[Saved entries]
· · · ·

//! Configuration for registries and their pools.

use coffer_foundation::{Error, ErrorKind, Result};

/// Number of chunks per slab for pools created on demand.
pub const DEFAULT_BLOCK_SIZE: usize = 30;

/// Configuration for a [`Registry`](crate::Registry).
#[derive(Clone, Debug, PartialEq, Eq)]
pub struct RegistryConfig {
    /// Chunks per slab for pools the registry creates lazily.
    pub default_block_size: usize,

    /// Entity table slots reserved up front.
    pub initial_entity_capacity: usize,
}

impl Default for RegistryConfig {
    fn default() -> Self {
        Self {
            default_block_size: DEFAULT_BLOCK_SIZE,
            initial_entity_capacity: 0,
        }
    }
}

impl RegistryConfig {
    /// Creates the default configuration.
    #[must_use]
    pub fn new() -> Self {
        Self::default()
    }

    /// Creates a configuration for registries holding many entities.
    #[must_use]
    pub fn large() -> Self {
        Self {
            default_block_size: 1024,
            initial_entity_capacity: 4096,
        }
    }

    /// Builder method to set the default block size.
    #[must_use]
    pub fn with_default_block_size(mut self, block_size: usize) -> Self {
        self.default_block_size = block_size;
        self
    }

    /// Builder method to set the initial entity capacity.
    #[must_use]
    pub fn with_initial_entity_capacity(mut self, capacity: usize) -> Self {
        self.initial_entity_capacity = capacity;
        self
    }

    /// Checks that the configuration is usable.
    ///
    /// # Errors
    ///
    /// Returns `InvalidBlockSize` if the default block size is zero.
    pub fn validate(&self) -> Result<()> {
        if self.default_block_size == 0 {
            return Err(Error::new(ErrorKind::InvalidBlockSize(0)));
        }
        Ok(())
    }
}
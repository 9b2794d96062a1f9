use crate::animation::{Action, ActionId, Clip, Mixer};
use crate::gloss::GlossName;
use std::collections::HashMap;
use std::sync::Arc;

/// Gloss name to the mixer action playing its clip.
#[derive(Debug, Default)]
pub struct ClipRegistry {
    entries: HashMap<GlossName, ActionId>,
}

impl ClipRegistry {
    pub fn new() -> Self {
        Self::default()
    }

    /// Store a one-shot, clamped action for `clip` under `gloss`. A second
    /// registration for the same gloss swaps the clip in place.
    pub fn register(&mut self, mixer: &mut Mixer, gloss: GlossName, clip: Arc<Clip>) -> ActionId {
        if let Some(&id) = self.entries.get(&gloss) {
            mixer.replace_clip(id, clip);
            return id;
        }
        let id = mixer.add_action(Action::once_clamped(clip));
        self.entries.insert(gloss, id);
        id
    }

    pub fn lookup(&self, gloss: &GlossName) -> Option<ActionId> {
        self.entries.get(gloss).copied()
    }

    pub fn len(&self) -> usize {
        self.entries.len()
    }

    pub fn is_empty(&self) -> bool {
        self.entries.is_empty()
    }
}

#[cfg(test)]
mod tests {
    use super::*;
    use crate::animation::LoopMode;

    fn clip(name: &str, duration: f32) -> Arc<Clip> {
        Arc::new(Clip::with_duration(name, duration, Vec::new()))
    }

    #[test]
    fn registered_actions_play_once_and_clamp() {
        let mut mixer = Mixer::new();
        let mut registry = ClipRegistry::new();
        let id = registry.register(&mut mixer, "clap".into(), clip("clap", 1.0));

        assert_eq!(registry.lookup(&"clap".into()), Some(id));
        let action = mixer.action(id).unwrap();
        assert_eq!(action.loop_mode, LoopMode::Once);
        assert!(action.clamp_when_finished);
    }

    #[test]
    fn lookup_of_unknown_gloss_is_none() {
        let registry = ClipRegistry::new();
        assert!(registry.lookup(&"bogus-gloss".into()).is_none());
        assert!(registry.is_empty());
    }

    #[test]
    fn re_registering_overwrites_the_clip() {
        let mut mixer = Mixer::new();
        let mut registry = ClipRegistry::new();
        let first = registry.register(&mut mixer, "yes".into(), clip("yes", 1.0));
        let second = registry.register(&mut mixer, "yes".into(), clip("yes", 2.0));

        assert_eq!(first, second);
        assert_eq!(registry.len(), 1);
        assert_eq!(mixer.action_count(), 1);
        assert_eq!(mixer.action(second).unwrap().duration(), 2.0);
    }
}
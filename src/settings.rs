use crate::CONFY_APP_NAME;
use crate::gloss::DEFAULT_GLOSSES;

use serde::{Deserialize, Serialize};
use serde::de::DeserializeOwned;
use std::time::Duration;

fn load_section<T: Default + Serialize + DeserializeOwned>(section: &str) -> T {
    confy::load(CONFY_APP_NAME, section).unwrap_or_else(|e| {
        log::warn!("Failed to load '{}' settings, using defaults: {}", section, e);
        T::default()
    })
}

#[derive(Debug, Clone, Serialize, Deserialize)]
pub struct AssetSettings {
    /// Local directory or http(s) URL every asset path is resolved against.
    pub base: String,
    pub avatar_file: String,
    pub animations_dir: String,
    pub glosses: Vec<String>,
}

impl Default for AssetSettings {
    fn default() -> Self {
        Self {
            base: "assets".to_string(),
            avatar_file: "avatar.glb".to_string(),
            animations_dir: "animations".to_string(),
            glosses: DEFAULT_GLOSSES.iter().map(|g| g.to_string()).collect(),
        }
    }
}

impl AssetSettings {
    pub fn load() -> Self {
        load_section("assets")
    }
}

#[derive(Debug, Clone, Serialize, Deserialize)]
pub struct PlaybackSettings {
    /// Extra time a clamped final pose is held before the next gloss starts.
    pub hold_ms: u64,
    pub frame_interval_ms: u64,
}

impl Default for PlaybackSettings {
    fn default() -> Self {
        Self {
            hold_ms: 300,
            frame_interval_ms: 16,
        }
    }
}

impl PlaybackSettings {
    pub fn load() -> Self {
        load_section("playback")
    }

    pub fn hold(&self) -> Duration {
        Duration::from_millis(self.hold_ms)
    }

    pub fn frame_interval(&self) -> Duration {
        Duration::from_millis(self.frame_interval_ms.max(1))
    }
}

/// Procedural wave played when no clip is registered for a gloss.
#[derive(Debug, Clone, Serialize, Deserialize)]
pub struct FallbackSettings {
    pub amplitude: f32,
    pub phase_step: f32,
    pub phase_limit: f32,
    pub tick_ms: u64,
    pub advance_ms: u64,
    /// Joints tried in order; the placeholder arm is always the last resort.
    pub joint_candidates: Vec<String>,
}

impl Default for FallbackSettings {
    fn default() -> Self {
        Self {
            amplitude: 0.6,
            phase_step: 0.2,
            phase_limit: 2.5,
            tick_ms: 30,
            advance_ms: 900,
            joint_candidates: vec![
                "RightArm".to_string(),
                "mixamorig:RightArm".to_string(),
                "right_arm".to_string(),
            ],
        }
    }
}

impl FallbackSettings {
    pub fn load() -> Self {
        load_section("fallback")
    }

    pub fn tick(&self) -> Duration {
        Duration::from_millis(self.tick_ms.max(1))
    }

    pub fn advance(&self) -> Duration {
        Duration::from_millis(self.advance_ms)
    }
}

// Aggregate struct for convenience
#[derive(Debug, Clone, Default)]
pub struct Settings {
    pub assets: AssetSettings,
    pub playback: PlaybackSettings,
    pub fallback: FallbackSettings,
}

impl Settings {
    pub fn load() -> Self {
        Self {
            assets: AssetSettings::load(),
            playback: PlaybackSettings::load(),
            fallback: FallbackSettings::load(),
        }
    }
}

· · · ·

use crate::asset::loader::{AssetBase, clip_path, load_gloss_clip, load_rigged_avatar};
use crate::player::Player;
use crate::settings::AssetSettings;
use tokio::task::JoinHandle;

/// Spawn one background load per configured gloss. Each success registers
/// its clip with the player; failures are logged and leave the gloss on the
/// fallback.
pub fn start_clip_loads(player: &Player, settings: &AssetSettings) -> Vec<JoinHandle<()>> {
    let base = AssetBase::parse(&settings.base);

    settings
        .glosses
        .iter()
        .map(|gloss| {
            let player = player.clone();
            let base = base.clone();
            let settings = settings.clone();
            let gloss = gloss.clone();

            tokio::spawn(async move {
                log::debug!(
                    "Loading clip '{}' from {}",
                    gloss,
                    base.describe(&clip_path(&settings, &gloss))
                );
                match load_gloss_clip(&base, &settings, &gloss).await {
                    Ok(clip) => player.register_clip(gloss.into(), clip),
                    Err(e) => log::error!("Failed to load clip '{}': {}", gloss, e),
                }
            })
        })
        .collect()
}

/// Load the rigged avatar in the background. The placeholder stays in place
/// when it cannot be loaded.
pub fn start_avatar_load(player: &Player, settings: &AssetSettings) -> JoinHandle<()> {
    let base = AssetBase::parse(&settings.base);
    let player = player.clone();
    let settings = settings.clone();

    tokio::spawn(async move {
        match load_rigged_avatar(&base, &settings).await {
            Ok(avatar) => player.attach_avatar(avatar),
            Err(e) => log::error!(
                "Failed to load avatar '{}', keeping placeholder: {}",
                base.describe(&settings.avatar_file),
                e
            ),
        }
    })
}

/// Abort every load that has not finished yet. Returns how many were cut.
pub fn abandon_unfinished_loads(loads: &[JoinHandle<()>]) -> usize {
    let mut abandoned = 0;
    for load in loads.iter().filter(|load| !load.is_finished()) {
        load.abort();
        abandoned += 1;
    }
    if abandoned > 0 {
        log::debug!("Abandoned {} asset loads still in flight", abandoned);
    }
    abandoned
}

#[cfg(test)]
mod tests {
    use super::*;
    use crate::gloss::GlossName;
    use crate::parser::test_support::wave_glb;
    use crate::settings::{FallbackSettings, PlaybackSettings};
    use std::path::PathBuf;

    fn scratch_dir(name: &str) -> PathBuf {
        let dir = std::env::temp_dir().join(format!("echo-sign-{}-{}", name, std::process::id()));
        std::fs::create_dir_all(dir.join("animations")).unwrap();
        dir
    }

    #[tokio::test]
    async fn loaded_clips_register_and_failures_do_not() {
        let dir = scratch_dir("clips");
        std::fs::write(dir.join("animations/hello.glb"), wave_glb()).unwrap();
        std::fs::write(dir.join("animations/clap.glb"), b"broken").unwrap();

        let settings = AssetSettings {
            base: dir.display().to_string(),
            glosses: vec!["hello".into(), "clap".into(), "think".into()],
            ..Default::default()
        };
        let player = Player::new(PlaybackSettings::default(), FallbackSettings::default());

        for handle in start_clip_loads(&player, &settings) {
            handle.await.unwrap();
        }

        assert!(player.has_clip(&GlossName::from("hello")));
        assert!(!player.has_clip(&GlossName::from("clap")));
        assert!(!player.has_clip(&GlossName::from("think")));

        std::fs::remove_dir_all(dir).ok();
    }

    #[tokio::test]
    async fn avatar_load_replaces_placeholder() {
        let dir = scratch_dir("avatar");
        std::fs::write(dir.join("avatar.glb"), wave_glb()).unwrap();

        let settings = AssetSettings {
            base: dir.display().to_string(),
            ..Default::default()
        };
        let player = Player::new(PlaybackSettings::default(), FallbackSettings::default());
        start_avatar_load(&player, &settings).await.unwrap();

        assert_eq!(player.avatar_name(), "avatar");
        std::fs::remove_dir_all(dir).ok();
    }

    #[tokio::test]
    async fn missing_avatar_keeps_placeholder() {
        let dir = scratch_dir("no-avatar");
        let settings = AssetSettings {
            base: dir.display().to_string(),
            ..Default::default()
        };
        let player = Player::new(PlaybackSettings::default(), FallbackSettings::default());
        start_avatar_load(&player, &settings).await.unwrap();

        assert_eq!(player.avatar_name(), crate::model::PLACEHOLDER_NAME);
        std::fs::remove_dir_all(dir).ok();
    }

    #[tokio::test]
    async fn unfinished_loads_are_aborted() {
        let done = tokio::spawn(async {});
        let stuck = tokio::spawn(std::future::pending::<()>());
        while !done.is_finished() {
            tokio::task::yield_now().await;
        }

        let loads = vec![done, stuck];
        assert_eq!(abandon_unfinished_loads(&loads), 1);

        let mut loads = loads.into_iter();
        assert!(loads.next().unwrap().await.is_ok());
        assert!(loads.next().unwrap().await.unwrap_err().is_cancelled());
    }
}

· · · ·

- **Work item**: Print the lines above from the one with "async fn missing_avatar_keeps_placeholder()" through the one with "async fn unfinished_loads_are_aborted()", both included, exactly as written and nothing more.

- **Answer for the task**:
    async fn missing_avatar_keeps_placeholder() {
        let dir = scratch_dir("no-avatar");
        let settings = AssetSettings {
            base: dir.display().to_string(),
            ..Default::default()
        };
        let player = Player::new(PlaybackSettings::default(), FallbackSettings::default());
        start_avatar_load(&player, &settings).await.unwrap();

        assert_eq!(player.avatar_name(), crate::model::PLACEHOLDER_NAME);
        std::fs::remove_dir_all(dir).ok();
    }

    #[tokio::test]
    async fn unfinished_loads_are_aborted() {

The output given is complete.